PROBLEM TO WORK ON – Every record below should appear in your answer, copied exactly.

MATERIAL PROVIDED –
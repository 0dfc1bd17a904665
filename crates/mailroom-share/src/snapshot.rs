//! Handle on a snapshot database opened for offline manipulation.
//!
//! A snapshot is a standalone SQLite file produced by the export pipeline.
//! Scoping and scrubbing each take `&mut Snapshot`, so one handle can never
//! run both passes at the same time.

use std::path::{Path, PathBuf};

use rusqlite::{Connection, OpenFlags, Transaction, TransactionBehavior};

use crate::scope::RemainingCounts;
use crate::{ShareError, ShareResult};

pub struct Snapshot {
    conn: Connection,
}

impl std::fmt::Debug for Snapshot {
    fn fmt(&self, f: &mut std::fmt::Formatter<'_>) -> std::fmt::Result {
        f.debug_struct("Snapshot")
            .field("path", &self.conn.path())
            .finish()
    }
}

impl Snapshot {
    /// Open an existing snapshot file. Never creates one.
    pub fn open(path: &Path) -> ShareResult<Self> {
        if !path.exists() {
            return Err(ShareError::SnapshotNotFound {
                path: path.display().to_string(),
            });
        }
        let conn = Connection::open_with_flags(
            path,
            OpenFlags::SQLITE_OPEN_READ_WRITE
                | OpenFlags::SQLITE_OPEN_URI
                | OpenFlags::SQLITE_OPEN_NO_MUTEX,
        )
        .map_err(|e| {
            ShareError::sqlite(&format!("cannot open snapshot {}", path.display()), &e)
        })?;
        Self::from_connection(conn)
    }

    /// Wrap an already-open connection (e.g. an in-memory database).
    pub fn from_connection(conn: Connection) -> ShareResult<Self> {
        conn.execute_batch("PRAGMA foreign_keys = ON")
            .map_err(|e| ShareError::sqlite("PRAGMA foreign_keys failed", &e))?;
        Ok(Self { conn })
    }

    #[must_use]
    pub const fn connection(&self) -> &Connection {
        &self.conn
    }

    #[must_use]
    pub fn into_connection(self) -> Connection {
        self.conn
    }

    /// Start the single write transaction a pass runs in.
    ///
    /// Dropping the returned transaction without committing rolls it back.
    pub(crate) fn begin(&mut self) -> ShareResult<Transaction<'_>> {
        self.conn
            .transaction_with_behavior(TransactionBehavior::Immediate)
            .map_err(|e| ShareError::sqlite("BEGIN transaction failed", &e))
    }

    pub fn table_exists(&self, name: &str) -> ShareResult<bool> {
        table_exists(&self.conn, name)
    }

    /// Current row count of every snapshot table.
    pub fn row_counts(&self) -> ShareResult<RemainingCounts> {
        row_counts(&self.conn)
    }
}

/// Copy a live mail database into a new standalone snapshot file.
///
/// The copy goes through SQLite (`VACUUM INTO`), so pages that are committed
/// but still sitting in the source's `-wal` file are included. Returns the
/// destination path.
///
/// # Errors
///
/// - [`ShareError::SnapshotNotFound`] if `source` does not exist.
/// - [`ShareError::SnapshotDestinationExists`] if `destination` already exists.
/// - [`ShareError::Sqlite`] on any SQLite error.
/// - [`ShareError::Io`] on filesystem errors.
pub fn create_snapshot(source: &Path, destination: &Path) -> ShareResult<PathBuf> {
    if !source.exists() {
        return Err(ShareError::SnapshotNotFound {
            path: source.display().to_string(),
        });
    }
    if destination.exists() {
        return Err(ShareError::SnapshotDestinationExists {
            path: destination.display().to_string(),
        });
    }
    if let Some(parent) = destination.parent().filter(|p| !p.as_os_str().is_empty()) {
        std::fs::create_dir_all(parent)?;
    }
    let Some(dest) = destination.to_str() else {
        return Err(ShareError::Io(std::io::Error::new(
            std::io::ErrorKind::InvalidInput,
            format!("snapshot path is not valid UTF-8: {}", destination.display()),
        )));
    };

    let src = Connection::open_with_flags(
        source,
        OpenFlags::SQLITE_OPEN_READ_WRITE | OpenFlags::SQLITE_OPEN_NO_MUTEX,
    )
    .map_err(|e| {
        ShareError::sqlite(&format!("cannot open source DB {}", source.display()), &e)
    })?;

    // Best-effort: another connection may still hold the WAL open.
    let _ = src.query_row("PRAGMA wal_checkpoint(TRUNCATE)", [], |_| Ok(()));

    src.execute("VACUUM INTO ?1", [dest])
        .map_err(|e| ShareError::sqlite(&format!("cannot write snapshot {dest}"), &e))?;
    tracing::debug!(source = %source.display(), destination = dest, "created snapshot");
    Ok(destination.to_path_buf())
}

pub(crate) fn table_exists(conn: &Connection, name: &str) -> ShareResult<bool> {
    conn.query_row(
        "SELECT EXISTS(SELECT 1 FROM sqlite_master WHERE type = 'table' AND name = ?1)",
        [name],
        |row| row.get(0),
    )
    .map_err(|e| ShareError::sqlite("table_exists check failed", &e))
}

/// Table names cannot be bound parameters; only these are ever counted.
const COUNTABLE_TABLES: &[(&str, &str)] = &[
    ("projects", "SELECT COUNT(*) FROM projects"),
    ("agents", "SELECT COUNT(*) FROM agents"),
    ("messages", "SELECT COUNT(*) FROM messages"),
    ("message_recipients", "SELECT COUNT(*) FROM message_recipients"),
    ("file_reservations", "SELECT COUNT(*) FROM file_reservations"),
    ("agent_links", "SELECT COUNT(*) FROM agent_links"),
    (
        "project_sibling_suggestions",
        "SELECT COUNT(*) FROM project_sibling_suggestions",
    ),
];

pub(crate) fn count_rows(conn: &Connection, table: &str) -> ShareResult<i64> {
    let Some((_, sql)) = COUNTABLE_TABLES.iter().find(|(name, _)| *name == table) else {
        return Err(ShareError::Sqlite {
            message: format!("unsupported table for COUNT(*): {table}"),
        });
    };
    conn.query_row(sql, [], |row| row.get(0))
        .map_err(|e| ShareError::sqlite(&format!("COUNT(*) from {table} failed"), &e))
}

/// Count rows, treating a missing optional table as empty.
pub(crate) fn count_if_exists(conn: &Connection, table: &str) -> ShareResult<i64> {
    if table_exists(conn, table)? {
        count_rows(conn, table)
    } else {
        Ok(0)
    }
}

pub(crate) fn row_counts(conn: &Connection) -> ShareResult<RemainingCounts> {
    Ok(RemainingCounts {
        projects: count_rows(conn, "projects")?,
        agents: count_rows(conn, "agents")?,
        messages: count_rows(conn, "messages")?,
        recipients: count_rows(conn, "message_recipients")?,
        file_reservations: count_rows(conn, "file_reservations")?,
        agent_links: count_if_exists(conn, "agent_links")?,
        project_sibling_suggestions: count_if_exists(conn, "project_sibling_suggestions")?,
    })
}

SOLUTION FOR THIS PROBLEM –
repository 0dfc1bd17a904665
filename crates/mailroom-share/src/snapshot.rs
//! Handle on a snapshot database opened for offline manipulation.
//!
//! A snapshot is a standalone SQLite file produced by the export pipeline.
//! Scoping and scrubbing each take `&mut Snapshot`, so one handle can never
//! run both passes at the same time.

use std::path::{Path, PathBuf};

use rusqlite::{Connection, OpenFlags, Transaction, TransactionBehavior};

use crate::scope::RemainingCounts;
use crate::{ShareError, ShareResult};

pub struct Snapshot {
    conn: Connection,
}

impl std::fmt::Debug for Snapshot {
    fn fmt(&self, f: &mut std::fmt::Formatter<'_>) -> std::fmt::Result {
        f.debug_struct("Snapshot")
            .field("path", &self.conn.path())
            .finish()
    }
}

impl Snapshot {
    /// Open an existing snapshot file. Never creates one.
    pub fn open(path: &Path) -> ShareResult<Self> {
        if !path.exists() {
            return Err(ShareError::SnapshotNotFound {
                path: path.display().to_string(),
            });
        }
        let conn = Connection::open_with_flags(
            path,
            OpenFlags::SQLITE_OPEN_READ_WRITE
                | OpenFlags::SQLITE_OPEN_URI
                | OpenFlags::SQLITE_OPEN_NO_MUTEX,
        )
        .map_err(|e| {
            ShareError::sqlite(&format!("cannot open snapshot {}", path.display()), &e)
        })?;
        Self::from_connection(conn)
    }

    /// Wrap an already-open connection (e.g. an in-memory database).
    pub fn from_connection(conn: Connection) -> ShareResult<Self> {
        conn.execute_batch("PRAGMA foreign_keys = ON")
            .map_err(|e| ShareError::sqlite("PRAGMA foreign_keys failed", &e))?;
        Ok(Self { conn })
    }

    #[must_use]
    pub const fn connection(&self) -> &Connection {
        &self.conn
    }

    #[must_use]
    pub fn into_connection(self) -> Connection {
        self.conn
    }

    /// Start the single write transaction a pass runs in.
    ///
    /// Dropping the returned transaction without committing rolls it back.
    pub(crate) fn begin(&mut self) -> ShareResult<Transaction<'_>> {
        self.conn
            .transaction_with_behavior(TransactionBehavior::Immediate)
            .map_err(|e| ShareError::sqlite("BEGIN transaction failed", &e))
    }

    pub fn table_exists(&self, name: &str) -> ShareResult<bool> {
        table_exists(&self.conn, name)
    }

    /// Current row count of every snapshot table.
    pub fn row_counts(&self) -> ShareResult<RemainingCounts> {
        row_counts(&self.conn)
    }
}

/// Copy a live mail database into a new standalone snapshot file.
///
/// The copy goes through SQLite (`VACUUM INTO`), so pages that are committed
/// but still sitting in the source's `-wal` file are included. Returns the
/// destination path.
///
/// # Errors
///
/// - [`ShareError::SnapshotNotFound`] if `source` does not exist.
/// - [`ShareError::SnapshotDestinationExists`] if `destination` already exists.
/// - [`ShareError::Sqlite`] on any SQLite error.
/// - [`ShareError::Io`] on filesystem errors.
pub fn create_snapshot(source: &Path, destination: &Path) -> ShareResult<PathBuf> {
    if !source.exists() {
        return Err(ShareError::SnapshotNotFound {
            path: source.display().to_string(),
        });
    }
    if destination.exists() {
        return Err(ShareError::SnapshotDestinationExists {
            path: destination.display().to_string(),
        });
    }
    if let Some(parent) = destination.parent().filter(|p| !p.as_os_str().is_empty()) {
        std::fs::create_dir_all(parent)?;
    }
    let Some(dest) = destination.to_str() else {
        return Err(ShareError::Io(std::io::Error::new(
            std::io::ErrorKind::InvalidInput,
            format!("snapshot path is not valid UTF-8: {}", destination.display()),
        )));
    };

    let src = Connection::open_with_flags(
        source,
        OpenFlags::SQLITE_OPEN_READ_WRITE | OpenFlags::SQLITE_OPEN_NO_MUTEX,
    )
    .map_err(|e| {
        ShareError::sqlite(&format!("cannot open source DB {}", source.display()), &e)
    })?;

    // Best-effort: another connection may still hold the WAL open.
    let _ = src.query_row("PRAGMA wal_checkpoint(TRUNCATE)", [], |_| Ok(()));

    src.execute("VACUUM INTO ?1", [dest])
        .map_err(|e| ShareError::sqlite(&format!("cannot write snapshot {dest}"), &e))?;
    tracing::debug!(source = %source.display(), destination = dest, "created snapshot");
    Ok(destination.to_path_buf())
}

pub(crate) fn table_exists(conn: &Connection, name: &str) -> ShareResult<bool> {
    conn.query_row(
        "SELECT EXISTS(SELECT 1 FROM sqlite_master WHERE type = 'table' AND name = ?1)",
        [name],
        |row| row.get(0),
    )
    .map_err(|e| ShareError::sqlite("table_exists check failed", &e))
}

/// Table names cannot be bound parameters; only these are ever counted.
const COUNTABLE_TABLES: &[(&str, &str)] = &[
    ("projects", "SELECT COUNT(*) FROM projects"),
    ("agents", "SELECT COUNT(*) FROM agents"),
    ("messages", "SELECT COUNT(*) FROM messages"),
    ("message_recipients", "SELECT COUNT(*) FROM message_recipients"),
    ("file_reservations", "SELECT COUNT(*) FROM file_reservations"),
    ("agent_links", "SELECT COUNT(*) FROM agent_links"),
    (
        "project_sibling_suggestions",
        "SELECT COUNT(*) FROM project_sibling_suggestions",
    ),
];

pub(crate) fn count_rows(conn: &Connection, table: &str) -> ShareResult<i64> {
    let Some((_, sql)) = COUNTABLE_TABLES.iter().find(|(name, _)| *name == table) else {
        return Err(ShareError::Sqlite {
            message: format!("unsupported table for COUNT(*): {table}"),
        });
    };
    conn.query_row(sql, [], |row| row.get(0))
        .map_err(|e| ShareError::sqlite(&format!("COUNT(*) from {table} failed"), &e))
}

/// Count rows, treating a missing optional table as empty.
pub(crate) fn count_if_exists(conn: &Connection, table: &str) -> ShareResult<i64> {
    if table_exists(conn, table)? {
        count_rows(conn, table)
    } else {
        Ok(0)
    }
}

pub(crate) fn row_counts(conn: &Connection) -> ShareResult<RemainingCounts> {
    Ok(RemainingCounts {
        projects: count_rows(conn, "projects")?,
        agents: count_rows(conn, "agents")?,
        messages: count_rows(conn, "messages")?,
        recipients: count_rows(conn, "message_recipients")?,
        file_reservations: count_rows(conn, "file_reservations")?,
        agent_links: count_if_exists(conn, "agent_links")?,
        project_sibling_suggestions: count_if_exists(conn, "project_sibling_suggestions")?,
    })
}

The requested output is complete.